I'm not against progression, but I thought Mountain biking in general and including DH/FR was to be "technical"? I don't see the point of a bigger wheel to make a trail easier when I'm seeking a challenge on my bike. I'm thinking of trails like BMW and Ripper at Diablo. Big, out of place boulders that make me have to become better to ride it. Why go bigger, to make it easier, to build trails that are more technical, to raise a challenge?

Fahn


----------



## MDJ (Jan 21, 2005)

LarryFahn said:


> I'm not against progression, but I thought Mountain biking in general and including DH/FR was to be "technical"? I don't see the point of a bigger wheel to make a trail easier when I'm seeking a challenge on my bike. I'm thinking of trails like BMW and Ripper at Diablo. Big, out of place boulders that make me have to become better to ride it. Why go bigger, to make it easier, to build trails that are more technical, to raise a challenge?
> 
> Fahn


I think the point is to go faster, not make it easier. Racers want to go faster. FRers want to go technical.

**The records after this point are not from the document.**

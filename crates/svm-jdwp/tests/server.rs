use std::sync::Arc;
use std::time::Duration;

use svm_config::DebugServerConfig;
use svm_jdwp::{DebugContext, JdwpError, JdwpServer, VmControl, VmState};
use tokio::io::{AsyncReadExt, AsyncWriteExt};
use tokio::net::TcpStream;
use tokio::task::JoinHandle;

const HANDSHAKE: &[u8; 14] = b"JDWP-Handshake";
const TIMEOUT: Duration = Duration::from_secs(5);

struct Client {
    stream: TcpStream,
    ctx: Arc<DebugContext>,
    vm: Arc<VmState>,
    session: JoinHandle<svm_jdwp::Result<()>>,
}

struct Reply {
    id: u32,
    flags: u8,
    error_code: u16,
    body: Vec<u8>,
}

async fn attach() -> Client {
    let server = JdwpServer::bind("127.0.0.1:0", DebugServerConfig::default())
        .await
        .unwrap();
    let addr = server.local_addr().unwrap();
    let vm = Arc::new(VmState::default());

    let accept = {
        let vm = vm.clone();
        tokio::spawn(async move { server.accept(vm).await })
    };

    let mut stream = TcpStream::connect(addr).await.unwrap();
    stream.write_all(HANDSHAKE).await.unwrap();
    let mut echo = [0u8; 14];
    stream.read_exact(&mut echo).await.unwrap();
    assert_eq!(&echo, HANDSHAKE);

    let session = accept.await.unwrap().unwrap();
    let ctx = session.context();
    let session = tokio::spawn(session.run());
    Client {
        stream,
        ctx,
        vm,
        session,
    }
}

fn command(id: u32, command_set: u8, command: u8, body: &[u8]) -> Vec<u8> {
    let mut out = Vec::with_capacity(11 + body.len());
    out.extend_from_slice(&((11 + body.len()) as u32).to_be_bytes());
    out.extend_from_slice(&id.to_be_bytes());
    out.push(0);
    out.push(command_set);
    out.push(command);
    out.extend_from_slice(body);
    out
}

async fn read_packet(stream: &mut TcpStream) -> Vec<u8> {
    tokio::time::timeout(TIMEOUT, async {
        let mut header = [0u8; 11];
        stream.read_exact(&mut header).await.unwrap();
        let len = u32::from_be_bytes([header[0], header[1], header[2], header[3]]) as usize;
        let mut body = vec![0u8; len - 11];
        stream.read_exact(&mut body).await.unwrap();
        let mut packet = header.to_vec();
        packet.extend_from_slice(&body);
        packet
    })
    .await
    .expect("timed out waiting for a packet")
}

impl Client {
    async fn vm_start(&mut self) -> Vec<u8> {
        read_packet(&mut self.stream).await
    }

    async fn call(&mut self, id: u32, command_set: u8, cmd: u8, body: &[u8]) -> Reply {
        self.stream
            .write_all(&command(id, command_set, cmd, body))
            .await
            .unwrap();
        let packet = read_packet(&mut self.stream).await;
        Reply {
            id: u32::from_be_bytes([packet[4], packet[5], packet[6], packet[7]]),
            flags: packet[8],
            error_code: u16::from_be_bytes([packet[9], packet[10]]),
            body: packet[11..].to_vec(),
        }
    }
}

#[tokio::test]
async fn handshake_is_followed_by_vm_start() {
    let mut client = attach().await;
    let packet = client.vm_start().await;

    assert_eq!(packet[8], 0);
    assert_eq!((packet[9], packet[10]), (64, 100));
    let body = &packet[11..];
    assert_eq!(body[0], 0, "suspend policy NONE");
    assert_eq!(&body[1..5], &1u32.to_be_bytes());
    assert_eq!(body[5], 90, "VM_START");
    assert_eq!(&body[6..10], &0u32.to_be_bytes());
    assert_eq!(&body[10..14], &0x1001u32.to_be_bytes());
    assert_eq!(body.len(), 14);
}

#[tokio::test]
async fn suspend_is_answered_with_the_same_id() {
    let mut client = attach().await;
    client.vm_start().await;

    let reply = client.call(42, 1, 8, &[]).await;
    assert_eq!(reply.id, 42);
    assert_eq!(reply.flags, 0x80);
    assert_eq!(reply.error_code, 0);
    assert!(reply.body.is_empty());

    // Commands run in order, so the next reply proves the suspend took effect.
    client.call(43, 1, 7, &[]).await;
    assert!(client.vm.is_suspended());
}

#[tokio::test]
async fn id_sizes_and_unknown_commands() {
    let mut client = attach().await;
    client.vm_start().await;

    let reply = client.call(1, 1, 7, &[]).await;
    let sizes: Vec<u32> = reply
        .body
        .chunks(4)
        .map(|c| u32::from_be_bytes([c[0], c[1], c[2], c[3]]))
        .collect();
    assert_eq!(sizes, vec![2, 2, 4, 4, 4]);

    let reply = client.call(2, 9, 1, &[]).await;
    assert_eq!(reply.id, 2);
    assert_eq!(reply.error_code, 99);
    assert!(reply.body.is_empty());
}

#[tokio::test]
async fn breakpoint_request_is_delivered_in_a_composite() {
    let mut client = attach().await;
    client.vm_start().await;

    // EventRequest.Set: BREAKPOINT, SUSPEND_ALL, one LocationOnly modifier.
    let mut body = vec![2, 2];
    body.extend_from_slice(&1u32.to_be_bytes());
    body.push(7);
    body.push(1);
    body.extend_from_slice(&3u32.to_be_bytes());
    body.extend_from_slice(&2u16.to_be_bytes());
    body.extend_from_slice(&2u64.to_be_bytes());
    let reply = client.call(10, 15, 1, &body).await;
    assert_eq!(reply.error_code, 0);
    let request_id = u32::from_be_bytes([reply.body[0], reply.body[1], reply.body[2], reply.body[3]]);

    assert_eq!(client.ctx.events.dispatch_all().unwrap(), 1);
    let packet = read_packet(&mut client.stream).await;
    let event = &packet[11..];
    assert_eq!(event[0], 2, "suspend policy ALL");
    assert_eq!(&event[1..5], &1u32.to_be_bytes());
    assert_eq!(event[5], 2, "BREAKPOINT");
    assert_eq!(&event[6..10], &request_id.to_be_bytes());
    assert_eq!(&event[10..14], &0x1003u32.to_be_bytes());
    assert_eq!(event[14], 1);
    assert_eq!(&event[15..19], &3u32.to_be_bytes());
    assert_eq!(&event[19..21], &2u16.to_be_bytes());
    assert_eq!(&event[21..29], &2u64.to_be_bytes());

    // Delivered requests stay as tombstones until cleared.
    assert!(client.ctx.events.get_by_request_id(request_id).unwrap().removed);
    let mut clear = vec![2];
    clear.extend_from_slice(&request_id.to_be_bytes());
    let reply = client.call(11, 15, 2, &clear).await;
    assert_eq!(reply.error_code, 0);
    assert!(client.ctx.events.get_by_request_id(request_id).is_none());
}

#[tokio::test]
async fn unresolved_class_prepare_still_answers() {
    let mut client = attach().await;
    client.vm_start().await;

    let pattern = b"no.such.Class";
    let mut body = vec![8, 2];
    body.extend_from_slice(&1u32.to_be_bytes());
    body.push(5);
    body.extend_from_slice(&(pattern.len() as u32).to_be_bytes());
    body.extend_from_slice(pattern);

    let reply = client.call(3, 15, 1, &body).await;
    assert_eq!(reply.error_code, 0);
    assert_eq!(reply.body.len(), 4);
    assert!(client.ctx.events.is_empty());
}

#[tokio::test]
async fn disconnect_ends_the_session() {
    let mut client = attach().await;
    client.vm_start().await;
    drop(client.stream);

    let result = tokio::time::timeout(TIMEOUT, client.session).await.unwrap().unwrap();
    assert!(matches!(result, Err(JdwpError::Disconnected)));
}

#[tokio::test]
async fn short_length_is_fatal() {
    let mut client = attach().await;
    client.vm_start().await;

    let mut bogus = command(1, 1, 1, &[]);
    bogus[..4].copy_from_slice(&5u32.to_be_bytes());
    client.stream.write_all(&bogus).await.unwrap();

    let result = tokio::time::timeout(TIMEOUT, client.session).await.unwrap().unwrap();
    assert!(matches!(result, Err(JdwpError::Protocol(_))));
}

#[tokio::test]
async fn oversized_length_is_fatal_before_reading_the_body() {
    let mut client = attach().await;
    client.vm_start().await;

    let mut huge = command(1, 1, 1, &[]);
    huge[..4].copy_from_slice(&u32::MAX.to_be_bytes());
    client.stream.write_all(&huge).await.unwrap();

    let result = tokio::time::timeout(TIMEOUT, client.session).await.unwrap().unwrap();
    assert!(matches!(result, Err(JdwpError::Protocol(msg)) if msg.contains("limit")));
}

#[tokio::test]
async fn dispose_replies_then_closes() {
    let mut client = attach().await;
    client.vm_start().await;

    let reply = client.call(5, 1, 6, &[]).await;
    assert_eq!(reply.id, 5);
    assert_eq!(reply.error_code, 0);

    let result = tokio::time::timeout(TIMEOUT, client.session).await.unwrap().unwrap();
    assert!(result.is_ok());
    let mut rest = Vec::new();
    client.stream.read_to_end(&mut rest).await.unwrap();
    assert!(rest.is_empty());
}

#[tokio::test]
async fn bad_handshake_is_rejected() {
    let server = JdwpServer::bind("127.0.0.1:0", DebugServerConfig::default())
        .await
        .unwrap();
    let addr = server.local_addr().unwrap();
    let accept = tokio::spawn(async move { server.accept(Arc::new(VmState::default())).await });

    let mut stream = TcpStream::connect(addr).await.unwrap();
    stream.write_all(b"HELLO-Handshake").await.unwrap();
    let result = tokio::time::timeout(TIMEOUT, accept).await.unwrap().unwrap();
    assert!(matches!(result, Err(JdwpError::HandshakeFailed)));
}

If technical is all that it is about, then we would be riding 20" BMX bikes


----------



## LarryFahn (Jul 19, 2005)

MDJ said:


> I think the point is to go faster, not make it easier. Racers want to go faster. FRers want to go technical.
> 
> If technical is all that it is about, then we would be riding 20" BMX bikes


Increase your workout, lift weights, lose weight, ride more, *let off the brakes*... If someone reinventing the wheel is the only way you can become "faster" then let me ask you this... Is riding that boring to you that this is the only way to have fun?


----------



## MDJ (Jan 21, 2005)

LarryFahn said:


> Increase your workout, lift weights, lose weight, ride more, *let off the brakes*... If someone reinventing the wheel is the only way you can become "faster" then let me ask you this... Is riding that boring to you that this is the only way to have fun?


Huh???

Reinventing the wheel is what MTB is all about. Remember when DH bikes were the same as XC bikes - hardtails and 2" forks? Did you make the same argument back then? Just because the technology is where you like it, does that mean all development should now stop??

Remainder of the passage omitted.